• SUPPLIED INFORMATION:
//! Response classification and response-writing emission.
//!
//! Every response descriptor maps to exactly one [`ResponseStrategy`]; the
//! writing statement for each strategy is emitted from an exhaustive match
//! so an unhandled shape is a compile error here, not a silent fallthrough
//! in generated code.

use proc_macro2::TokenStream;
use quote::quote;

use crate::crate_path::routier_core_path;
use crate::descriptor::ResponseDescriptor;

/// How the generated routine writes the handler's result to the exchange.
#[derive(Debug, Clone, Copy, PartialEq, Eq)]
pub enum ResponseStrategy {
    /// No response declared on a synchronous endpoint: complete immediately.
    NoResponse,
    /// The result value executes itself against the request context.
    SelfExecuting,
    /// Textual primitive: written directly as the body, no serialization.
    PlainText,
    /// Type-erased result: defer to the runtime helper that inspects the
    /// value at request time. The one place runtime polymorphism exists.
    DynamicObject,
    /// Any other concrete type: serialize as structured data. The default
    /// and most common path.
    Serialized,
    /// No response declared on an awaitable endpoint: fall through.
    NoResponseAwaitable,
}

impl ResponseStrategy {
    /// Select the strategy for a response descriptor.
    ///
    /// Predicates are evaluated top-to-bottom; the first match wins. The
    /// choice depends only on the descriptor's shape and the owning
    /// endpoint's awaitability.
    pub fn classify(response: Option<&ResponseDescriptor>, endpoint_awaitable: bool) -> Self {
        let Some(response) = response else {
            return ResponseStrategy::NoResponse;
        };
        if response.has_no_response && !endpoint_awaitable {
            return ResponseStrategy::NoResponse;
        }
        if response.is_self_executing {
            return ResponseStrategy::SelfExecuting;
        }
        if let Some(ty) = &response.response_type {
            if is_text_type(ty) {
                return ResponseStrategy::PlainText;
            }
            if is_dynamic_type(ty) {
                return ResponseStrategy::DynamicObject;
            }
            return ResponseStrategy::Serialized;
        }
        ResponseStrategy::NoResponseAwaitable
    }

    /// Whether the generated routine binds the handler result to a local.
    pub(crate) fn captures_result(&self) -> bool {
        !matches!(
            self,
            ResponseStrategy::NoResponse | ResponseStrategy::NoResponseAwaitable
        )
    }

    /// Emit the writing tail of a request-handling routine.
    ///
    /// Awaitable routines await the write and return nothing; synchronous
    /// routines return the write's future directly, or the completed-task
    /// sentinel when there is nothing to write.
    pub(crate) fn write_stmt(&self, routine_awaitable: bool) -> TokenStream {
        let krate = routier_core_path();
        let call = match self {
            ResponseStrategy::NoResponse | ResponseStrategy::NoResponseAwaitable => {
                return if routine_awaitable {
                    quote! {}
                } else {
                    quote! { return #krate::task::completed(); }
                };
            }
            ResponseStrategy::SelfExecuting => {
                quote! { #krate::response::Respond::respond(__result, &mut __ctx) }
            }
            ResponseStrategy::PlainText => {
                quote! { #krate::response::write_text(&mut __ctx, __result) }
            }
            ResponseStrategy::DynamicObject => {
                quote! { #krate::response::write_dynamic(&mut __ctx, __result) }
            }
            ResponseStrategy::Serialized => {
                quote! { #krate::response::write_json(&mut __ctx, __result) }
            }
        };
        if routine_awaitable {
            quote! { #call.await; }
        } else {
            quote! { return #call; }
        }
    }
}

/// Textual primitive check: `String`, `str`, `&str`, `Cow<_, str>`.
fn is_text_type(ty: &syn::Type) -> bool {
    match ty {
        syn::Type::Reference(reference) => is_text_type(&reference.elem),
        syn::Type::Path(type_path) => type_path
            .path
            .segments
            .last()
            .map_or(false, |segment| match segment.ident.to_string().as_str() {
                "String" | "str" => true,
                "Cow" => cow_over_str(segment),
                _ => false,
            }),
        _ => false,
    }
}

fn cow_over_str(segment: &syn::PathSegment) -> bool {
    if let syn::PathArguments::AngleBracketed(args) = &segment.arguments {
        args.args.iter().any(|arg| {
            matches!(arg, syn::GenericArgument::Type(inner) if is_text_type(inner))
        })
    } else {
        false
    }
}

/// Type-erased check: trait objects, plain or behind `&`/`Box`/`Arc`.
fn is_dynamic_type(ty: &syn::Type) -> bool {
    match ty {
        syn::Type::TraitObject(_) => true,
        syn::Type::Reference(reference) => is_dynamic_type(&reference.elem),
        syn::Type::Path(type_path) => {
            let Some(segment) = type_path.path.segments.last() else {
                return false;
            };
            if segment.ident != "Box" && segment.ident != "Arc" {
                return false;
            }
            if let syn::PathArguments::AngleBracketed(args) = &segment.arguments {
                args.args.iter().any(|arg| {
                    matches!(arg, syn::GenericArgument::Type(inner) if is_dynamic_type(inner))
                })
            } else {
                false
            }
        }
        _ => false,
    }
}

• DIRECTIONS:
A verbatim transcription is required: the first line of the listing, the line containing "that inspects the", and every line between them.

• SOLUTION TO THE PROBLEM:
//! Response classification and response-writing emission.
//!
//! Every response descriptor maps to exactly one [`ResponseStrategy`]; the
//! writing statement for each strategy is emitted from an exhaustive match
//! so an unhandled shape is a compile error here, not a silent fallthrough
//! in generated code.

use proc_macro2::TokenStream;
use quote::quote;

use crate::crate_path::routier_core_path;
use crate::descriptor::ResponseDescriptor;

/// How the generated routine writes the handler's result to the exchange.
#[derive(Debug, Clone, Copy, PartialEq, Eq)]
pub enum ResponseStrategy {
    /// No response declared on a synchronous endpoint: complete immediately.
    NoResponse,
    /// The result value executes itself against the request context.
    SelfExecuting,
    /// Textual primitive: written directly as the body, no serialization.
    PlainText,
    /// Type-erased result: defer to the runtime helper that inspects the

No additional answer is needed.